Collected data entries
-- Opening Marker --
use std::fmt::Display;

use serde::Serialize;
use serde_json::Value;

use super::segment;
use crate::client::api::{ApiClient, QueryParams, ResponseEnvelope};
use crate::error::ApiError;

pub struct LeaveApi<'a> {
    api: &'a ApiClient,
}

impl<'a> LeaveApi<'a> {
    pub(crate) fn new(api: &'a ApiClient) -> Self {
        LeaveApi { api }
    }

    pub async fn types(&self) -> Result<Value, ApiError> {
        self.api.get("/leave/types").await
    }

    pub async fn requests(&self, params: &QueryParams) -> Result<Value, ApiError> {
        self.api.get_with_params("/leave/requests", params).await
    }

    pub async fn apply<T: Serialize + ?Sized>(&self, request: &T) -> Result<ResponseEnvelope, ApiError> {
        self.api.post("/leave/requests", request).await
    }

    pub async fn approve<T: Serialize + ?Sized>(&self, id: impl Display, decision: &T) -> Result<ResponseEnvelope, ApiError> {
        self.api
            .put(&format!("/leave/requests/{}/approve", segment(id)), decision)
            .await
    }

    pub async fn reject<T: Serialize + ?Sized>(&self, id: impl Display, decision: &T) -> Result<ResponseEnvelope, ApiError> {
        self.api
            .put(&format!("/leave/requests/{}/reject", segment(id)), decision)
            .await
    }

    pub async fn balances(&self, employee_id: impl Display) -> Result<Value, ApiError> {
        self.api
            .get(&format!("/leave/balances/{}", segment(employee_id)))
            .await
    }
}
use std::env;
use std::path::PathBuf;
use std::time::Duration;

use aes::Aes128;
use base64::Engine as _;
use base64::engine::general_purpose::STANDARD;
use block_modes::block_padding::Pkcs7;
use block_modes::{BlockMode, Cbc};
use chrono_tz::Tz;
use log::LevelFilter;

use crate::error::ConfigError;

type Aes128Cbc = Cbc<Aes128, Pkcs7>;

pub const DEFAULT_API_BASE_URL: &str = "http://localhost:5000/api";
pub const DEFAULT_IP_LOOKUP_URL: &str = "https://api.ipify.org?format=json";
pub const DEFAULT_SESSION_PATH: &str = "session.json";
pub const DEFAULT_LOG_DIR: &str = "logs";
pub const DEFAULT_IP_LOOKUP_TIMEOUT_SECS: u64 = 5;

#[derive(Debug, Clone)]
pub struct LogConfig {
    pub dir: PathBuf,
    pub level: LevelFilter,
    pub timezone: Tz,
}

impl Default for LogConfig {
    fn default() -> Self {
        LogConfig {
            dir: PathBuf::from(DEFAULT_LOG_DIR),
            level: LevelFilter::Info,
            timezone: Tz::UTC,
        }
    }
}

#[derive(Debug, Clone)]
pub struct Config {
    pub api_base_url: String,
    /// Token taken from the environment. Takes precedence over the session file.
    pub auth_token: Option<String>,
    pub session_path: PathBuf,
    pub ip_lookup_url: String,
    /// Upper bound on the public IP lookup; past it writes are tagged `unknown`.
    pub ip_lookup_timeout: Duration,
    pub log: LogConfig,
}

impl Config {
    pub fn from_env() -> Result<Self, ConfigError> {
        dotenv::dotenv().ok();
        Self::from_vars(|key| env::var(key).ok())
    }

    /// Builds the configuration from an arbitrary variable lookup.
    /// Blank values are treated as unset.
    pub fn from_vars<F>(lookup: F) -> Result<Self, ConfigError>
    where
        F: Fn(&str) -> Option<String>,
    {
        let var = |key: &str| lookup(key).map(|v| v.trim().to_string()).filter(|v| !v.is_empty());

        let api_base_url = var("HR_API_BASE_URL").unwrap_or_else(|| DEFAULT_API_BASE_URL.to_string());
        let session_path = PathBuf::from(var("HR_SESSION_PATH").unwrap_or_else(|| DEFAULT_SESSION_PATH.to_string()));
        let ip_lookup_url = var("HR_IP_LOOKUP_URL").unwrap_or_else(|| DEFAULT_IP_LOOKUP_URL.to_string());
        let ip_lookup_timeout = match var("HR_IP_LOOKUP_TIMEOUT_SECS") {
            Some(raw) => match raw.parse::<u64>() {
                Ok(secs) if secs > 0 => Duration::from_secs(secs),
                _ => {
                    return Err(ConfigError::Invalid(format!(
                        "HR_IP_LOOKUP_TIMEOUT_SECS must be a positive number of seconds, got {}",
                        raw
                    )));
                }
            },
            None => Duration::from_secs(DEFAULT_IP_LOOKUP_TIMEOUT_SECS),
        };

        let auth_token = match (
            var("HR_AUTH_TOKEN"),
            var("HR_AES_KEY"),
            var("HR_AES_IV"),
            var("HR_AUTH_TOKEN_ENC"),
        ) {
            (Some(token), _, _, _) => Some(token),
            (None, Some(key), Some(iv), Some(enc)) => Some(decrypt_token(&key, &iv, &enc)?),
            (None, _, _, None) => None,
            (None, _, _, Some(_)) => {
                return Err(ConfigError::Invalid(
                    "HR_AUTH_TOKEN_ENC requires HR_AES_KEY and HR_AES_IV".to_string(),
                ));
            }
        };

        let level = match var("HR_LOG_LEVEL") {
            Some(raw) => raw
                .parse::<LevelFilter>()
                .map_err(|_| ConfigError::Invalid(format!("unknown log level: {}", raw)))?,
            None => LevelFilter::Info,
        };
        let timezone = match var("HR_LOG_TZ") {
            Some(raw) => raw
                .parse::<Tz>()
                .map_err(|e| ConfigError::Invalid(format!("unknown timezone {}: {}", raw, e)))?,
            None => Tz::UTC,
        };
        let dir = PathBuf::from(var("HR_LOG_DIR").unwrap_or_else(|| DEFAULT_LOG_DIR.to_string()));

        Ok(Config {
            api_base_url,
            auth_token,
            session_path,
            ip_lookup_url,
            ip_lookup_timeout,
            log: LogConfig { dir, level, timezone },
        })
    }
}

/// Decrypts an AES-128-CBC/PKCS7 token. All three inputs are base64.
pub fn decrypt_token(key_b64: &str, iv_b64: &str, enc_b64: &str) -> Result<String, ConfigError> {
    let key = STANDARD
        .decode(key_b64)
        .map_err(|e| ConfigError::Decrypt(format!("key is not base64: {}", e)))?;
    let iv = STANDARD
        .decode(iv_b64)
        .map_err(|e| ConfigError::Decrypt(format!("iv is not base64: {}", e)))?;
    let ciphertext = STANDARD
        .decode(enc_b64)
        .map_err(|e| ConfigError::Decrypt(format!("token is not base64: {}", e)))?;

    let cipher = Aes128Cbc::new_from_slices(&key, &iv).map_err(|e| ConfigError::Decrypt(e.to_string()))?;
    let decrypted = cipher
        .decrypt_vec(&ciphertext)
        .map_err(|e| ConfigError::Decrypt(e.to_string()))?;

    String::from_utf8(decrypted).map_err(|_| ConfigError::Decrypt("token is not UTF-8".to_string()))
}

#[cfg(test)]
mod tests {
    use super::*;
    use std::collections::HashMap;

    fn vars(pairs: &[(&str, &str)]) -> impl Fn(&str) -> Option<String> {
        let map: HashMap<String, String> = pairs.iter().map(|(k, v)| (k.to_string(), v.to_string())).collect();
        move |key| map.get(key).cloned()
    }

    #[test]
    fn defaults_apply_when_nothing_is_set() {
        let config = Config::from_vars(vars(&[])).unwrap();
        assert_eq!(config.api_base_url, DEFAULT_API_BASE_URL);
        assert_eq!(config.ip_lookup_url, DEFAULT_IP_LOOKUP_URL);
        assert_eq!(config.session_path, PathBuf::from("session.json"));
        assert!(config.auth_token.is_none());
        assert_eq!(config.log.level, LevelFilter::Info);
        assert_eq!(config.log.timezone, Tz::UTC);
        assert_eq!(config.ip_lookup_timeout, Duration::from_secs(5));
    }

    #[test]
    fn ip_lookup_timeout_is_configurable_and_positive() {
        let config = Config::from_vars(vars(&[("HR_IP_LOOKUP_TIMEOUT_SECS", "2")])).unwrap();
        assert_eq!(config.ip_lookup_timeout, Duration::from_secs(2));
        assert!(Config::from_vars(vars(&[("HR_IP_LOOKUP_TIMEOUT_SECS", "0")])).is_err());
        assert!(Config::from_vars(vars(&[("HR_IP_LOOKUP_TIMEOUT_SECS", "soon")])).is_err());
    }

    #[test]
    fn blank_values_count_as_unset() {
        let config = Config::from_vars(vars(&[("HR_API_BASE_URL", "  "), ("HR_AUTH_TOKEN", "")])).unwrap();
        assert_eq!(config.api_base_url, DEFAULT_API_BASE_URL);
        assert!(config.auth_token.is_none());
    }

    #[test]
    fn reads_explicit_values() {
        let config = Config::from_vars(vars(&[
            ("HR_API_BASE_URL", "https://hr.example.com/api"),
            ("HR_AUTH_TOKEN", "abc"),
            ("HR_LOG_LEVEL", "debug"),
            ("HR_LOG_TZ", "Asia/Colombo"),
            ("HR_LOG_DIR", "/var/log/hr"),
        ]))
        .unwrap();
        assert_eq!(config.api_base_url, "https://hr.example.com/api");
        assert_eq!(config.auth_token.as_deref(), Some("abc"));
        assert_eq!(config.log.level, LevelFilter::Debug);
        assert_eq!(config.log.timezone, chrono_tz::Asia::Colombo);
        assert_eq!(config.log.dir, PathBuf::from("/var/log/hr"));
    }

    #[test]
    fn rejects_unknown_level_and_timezone() {
        assert!(Config::from_vars(vars(&[("HR_LOG_LEVEL", "loud")])).is_err());
        assert!(Config::from_vars(vars(&[("HR_LOG_TZ", "Mars/Olympus")])).is_err());
    }

    #[test]
    fn decrypts_encrypted_token() {
        let key = [7u8; 16];
        let iv = [9u8; 16];
        let cipher = Aes128Cbc::new_from_slices(&key, &iv).unwrap();
        let ciphertext = cipher.encrypt_vec(b"secret-token");
        let key_b64 = STANDARD.encode(key);
        let iv_b64 = STANDARD.encode(iv);
        let enc_b64 = STANDARD.encode(ciphertext);

        let config = Config::from_vars(vars(&[
            ("HR_AES_KEY", key_b64.as_str()),
            ("HR_AES_IV", iv_b64.as_str()),
            ("HR_AUTH_TOKEN_ENC", enc_b64.as_str()),
        ]))
        .unwrap();
        assert_eq!(config.auth_token.as_deref(), Some("secret-token"));
    }

    #[test]
    fn encrypted_token_without_key_is_an_error() {
        let err = Config::from_vars(vars(&[("HR_AUTH_TOKEN_ENC", "AAAA")])).unwrap_err();
        assert!(matches!(err, ConfigError::Invalid(_)));
    }

    #[test]
    fn bad_base64_is_a_decrypt_error() {
        let err = decrypt_token("***", "AAAA", "AAAA").unwrap_err();
        assert!(matches!(err, ConfigError::Decrypt(_)));
    }
}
-- Closing Marker --
» What is being asked:
Take the stretch of lines above from the one containing "dir, level, timezone" through the one containing "let ciphertext = STANDARD" and repeat it exactly, adding no other line.

» Problem solution:
            log: LogConfig { dir, level, timezone },
        })
    }
}

/// Decrypts an AES-128-CBC/PKCS7 token. All three inputs are base64.
pub fn decrypt_token(key_b64: &str, iv_b64: &str, enc_b64: &str) -> Result<String, ConfigError> {
    let key = STANDARD
        .decode(key_b64)
        .map_err(|e| ConfigError::Decrypt(format!("key is not base64: {}", e)))?;
    let iv = STANDARD
        .decode(iv_b64)
        .map_err(|e| ConfigError::Decrypt(format!("iv is not base64: {}", e)))?;
    let ciphertext = STANDARD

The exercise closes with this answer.